* **DATA SHOWN**:
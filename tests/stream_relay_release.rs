//! Streaming relay release guarantees
//!
//! Every exit path (EOF, upstream error, client disconnect, task abort) must
//! drop the upstream stream exactly once and run release hooks exactly once.

use axum::{
    body::Body,
    http::{Request, StatusCode, header},
};
use bytes::Bytes;
use futures::{Stream, StreamExt, stream};
use gatehouse::{
    backends::ByteStream,
    config::Config,
    handlers::{self, AppState},
    metrics::Metrics,
    shedder::FixedProbe,
    streaming::{RelayReport, RelayTermination, StreamRelaySession},
};
use serde_json::json;
use std::io;
use std::pin::Pin;
use std::str::FromStr;
use std::sync::Arc;
use std::sync::atomic::{AtomicUsize, Ordering};
use std::task::{Context, Poll};
use std::time::Duration;
use tokio::sync::mpsc;
use tower::ServiceExt;
use wiremock::{Mock, MockServer, ResponseTemplate, matchers::method};

/// Upstream stream that counts how many times it is dropped
struct Tracked {
    inner: ByteStream,
    drops: Arc<AtomicUsize>,
}

impl Stream for Tracked {
    type Item = Result<Bytes, io::Error>;

    fn poll_next(mut self: Pin<&mut Self>, cx: &mut Context<'_>) -> Poll<Option<Self::Item>> {
        self.inner.poll_next_unpin(cx)
    }
}

impl Drop for Tracked {
    fn drop(&mut self) {
        self.drops.fetch_add(1, Ordering::SeqCst);
    }
}

fn tracked(inner: ByteStream) -> (ByteStream, Arc<AtomicUsize>) {
    let drops = Arc::new(AtomicUsize::new(0));
    let upstream = Tracked {
        inner,
        drops: drops.clone(),
    };
    (upstream.boxed(), drops)
}

fn chunks(parts: &[&'static str]) -> ByteStream {
    let items: Vec<Result<Bytes, io::Error>> =
        parts.iter().map(|p| Ok(Bytes::from_static(p.as_bytes()))).collect();
    stream::iter(items).boxed()
}

fn counting_hook(counter: &Arc<AtomicUsize>) -> impl FnOnce(&RelayReport) + Send + 'static {
    let counter = counter.clone();
    move |_| {
        counter.fetch_add(1, Ordering::SeqCst);
    }
}

async fn collect(mut receiver: mpsc::Receiver<Result<Bytes, io::Error>>) -> (String, bool) {
    let mut text = String::new();
    let mut aborted = false;
    while let Some(item) = receiver.recv().await {
        match item {
            Ok(bytes) => text.push_str(std::str::from_utf8(&bytes).unwrap()),
            Err(_) => aborted = true,
        }
    }
    (text, aborted)
}

#[tokio::test]
async fn test_eof_releases_once_and_forwards_everything() {
    let metrics = Metrics::new().unwrap();
    let crab = "🦀".as_bytes();
    let (upstream, drops) = tracked(
        stream::iter(vec![
            Ok(Bytes::from_static(b"data: one\n\n")),
            Ok(Bytes::copy_from_slice(&crab[..2])),
            Ok(Bytes::copy_from_slice(&crab[2..])),
        ])
        .boxed(),
    );
    let hooks = Arc::new(AtomicUsize::new(0));
    let (sink, receiver) = mpsc::channel(8);

    let session = StreamRelaySession::new("local", upstream, metrics.clone())
        .on_release(counting_hook(&hooks));
    let (report, (text, aborted)) = tokio::join!(session.relay(sink), collect(receiver));

    assert_eq!(report.termination, RelayTermination::Completed);
    assert_eq!(text, "data: one\n\n🦀");
    assert!(!aborted);
    assert_eq!(report.chunks, 3);
    assert_eq!(drops.load(Ordering::SeqCst), 1);
    assert_eq!(hooks.load(Ordering::SeqCst), 1);
    assert_eq!(
        metrics.stream_termination_count("local", RelayTermination::Completed),
        1
    );
}

#[tokio::test]
async fn test_upstream_error_emits_error_event_and_aborts() {
    let metrics = Metrics::new().unwrap();
    let failing = stream::iter(vec![
        Ok(Bytes::from_static(b"data: partial\n\n")),
        Err(io::Error::new(io::ErrorKind::ConnectionReset, "reset by peer")),
        Ok(Bytes::from_static(b"data: never\n\n")),
    ])
    .boxed();
    let (upstream, drops) = tracked(failing);
    let hooks = Arc::new(AtomicUsize::new(0));
    let (sink, receiver) = mpsc::channel(8);

    let session = StreamRelaySession::new("local", upstream, metrics.clone())
        .on_release(counting_hook(&hooks));
    let (report, (text, aborted)) = tokio::join!(session.relay(sink), collect(receiver));

    assert_eq!(report.termination, RelayTermination::UpstreamFailed);
    assert!(report.error.is_some());
    assert!(text.starts_with("data: partial\n\n"));
    assert!(text.contains("event: error\n"));
    assert!(!text.contains("never"));
    assert!(aborted);
    assert_eq!(drops.load(Ordering::SeqCst), 1);
    assert_eq!(hooks.load(Ordering::SeqCst), 1);
}

#[tokio::test]
async fn test_stalled_upstream_fails_after_idle_timeout() {
    let metrics = Metrics::new().unwrap();
    // Headers and one chunk arrive, then the upstream goes silent
    let stalled = chunks(&["data: first\n\n"]).chain(stream::pending()).boxed();
    let (upstream, drops) = tracked(stalled);
    let hooks = Arc::new(AtomicUsize::new(0));
    let (sink, receiver) = mpsc::channel(8);

    let session = StreamRelaySession::new("local", upstream, metrics.clone())
        .idle_timeout(Duration::from_millis(50))
        .on_release(counting_hook(&hooks));
    let (report, (text, aborted)) = tokio::time::timeout(
        Duration::from_secs(5),
        async { tokio::join!(session.relay(sink), collect(receiver)) },
    )
    .await
    .expect("idle timeout should end the relay");

    assert_eq!(report.termination, RelayTermination::UpstreamFailed);
    assert!(report.error.unwrap().to_string().contains("no data from upstream"));
    assert!(text.starts_with("data: first\n\n"));
    assert!(text.contains("event: error\n"));
    assert!(aborted);
    assert_eq!(drops.load(Ordering::SeqCst), 1);
    assert_eq!(hooks.load(Ordering::SeqCst), 1);
    assert_eq!(
        metrics.stream_termination_count("local", RelayTermination::UpstreamFailed),
        1
    );
}

#[tokio::test]
async fn test_downstream_disconnect_stops_reading_upstream() {
    let metrics = Metrics::new().unwrap();
    // One chunk, then an upstream that never finishes on its own
    let endless = chunks(&["data: first\n\n"]).chain(stream::pending()).boxed();
    let (upstream, drops) = tracked(endless);
    let hooks = Arc::new(AtomicUsize::new(0));
    let (sink, mut receiver) = mpsc::channel(8);

    let session = StreamRelaySession::new("local", upstream, metrics.clone())
        .on_release(counting_hook(&hooks));
    let relay = tokio::spawn(session.relay(sink));

    let first = receiver.recv().await.unwrap().unwrap();
    assert_eq!(&first[..], b"data: first\n\n");
    drop(receiver);

    let report = tokio::time::timeout(Duration::from_secs(2), relay)
        .await
        .expect("relay should stop once the client is gone")
        .unwrap();
    assert_eq!(report.termination, RelayTermination::DownstreamClosed);
    assert_eq!(drops.load(Ordering::SeqCst), 1);
    assert_eq!(hooks.load(Ordering::SeqCst), 1);
}

#[tokio::test]
async fn test_aborted_relay_task_still_releases() {
    let metrics = Metrics::new().unwrap();
    let (upstream, drops) = tracked(stream::pending().boxed());
    let hooks = Arc::new(AtomicUsize::new(0));
    let (sink, _receiver) = mpsc::channel(8);

    let session = StreamRelaySession::new("local", upstream, metrics.clone())
        .on_release(counting_hook(&hooks));
    let relay = tokio::spawn(session.relay(sink));
    tokio::time::sleep(Duration::from_millis(20)).await;
    relay.abort();
    assert!(relay.await.unwrap_err().is_cancelled());

    assert_eq!(drops.load(Ordering::SeqCst), 1);
    assert_eq!(hooks.load(Ordering::SeqCst), 1);
    assert_eq!(
        metrics.stream_termination_count("local", RelayTermination::Cancelled),
        1
    );
}

#[tokio::test]
async fn test_dropped_session_never_started_releases() {
    let metrics = Metrics::new().unwrap();
    let (upstream, drops) = tracked(chunks(&["unused"]));
    let hooks = Arc::new(AtomicUsize::new(0));

    let session = StreamRelaySession::new("cloud", upstream, metrics).on_release(counting_hook(&hooks));
    drop(session);

    assert_eq!(drops.load(Ordering::SeqCst), 1);
    assert_eq!(hooks.load(Ordering::SeqCst), 1);
}

#[tokio::test]
async fn test_streamed_http_response_releases_admission() {
    let local = MockServer::start().await;
    Mock::given(method("POST"))
        .respond_with(
            ResponseTemplate::new(200)
                .insert_header("content-type", "text/event-stream")
                .set_body_string("data: {\"delta\":\"hi\"}\n\ndata: [DONE]\n\n"),
        )
        .mount(&local)
        .await;

    let config = Config::from_str(&format!(
        r#"
[server]
host = "127.0.0.1"
port = 8080

[[backends]]
name = "local"
base_url = "{}"
api = "openai"

[[backends]]
name = "cloud"
base_url = "http://127.0.0.1:9"
api = "anthropic"

[routing]
prefer_local = true
local_backend = "local"
cloud_backend = "cloud"
"#,
        local.uri()
    ))
    .unwrap();
    let state = AppState::new(Arc::new(config), Arc::new(FixedProbe::idle())).unwrap();
    let app = handlers::router(state.clone());

    let request = Request::builder()
        .method("POST")
        .uri("/v1/chat/completions")
        .header(header::CONTENT_TYPE, "application/json")
        .body(Body::from(
            json!({"stream": true, "messages": [{"role": "user", "content": "hi"}]}).to_string(),
        ))
        .unwrap();
    let response = app.oneshot(request).await.unwrap();

    assert_eq!(response.status(), StatusCode::OK);
    assert_eq!(response.headers()[header::CONTENT_TYPE], "text/event-stream");

    let bytes = axum::body::to_bytes(response.into_body(), usize::MAX)
        .await
        .unwrap();
    assert!(String::from_utf8_lossy(&bytes).ends_with("data: [DONE]\n\n"));
    assert_eq!(state.shedder().active_requests(), 0);
    assert_eq!(
        state
            .metrics()
            .stream_termination_count("local", RelayTermination::Completed),
        1
    );
}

* **TASK TO CARRY OUT**: Reproduce verbatim the lines above, from the line with "use tower::ServiceExt;" through the line with "fn poll_next(mut self: Pin<&mut".

* **THE COMPLETED TASK**:
use tower::ServiceExt;
use wiremock::{Mock, MockServer, ResponseTemplate, matchers::method};

/// Upstream stream that counts how many times it is dropped
struct Tracked {
    inner: ByteStream,
    drops: Arc<AtomicUsize>,
}

impl Stream for Tracked {
    type Item = Result<Bytes, io::Error>;

    fn poll_next(mut self: Pin<&mut Self>, cx: &mut Context<'_>) -> Poll<Option<Self::Item>> {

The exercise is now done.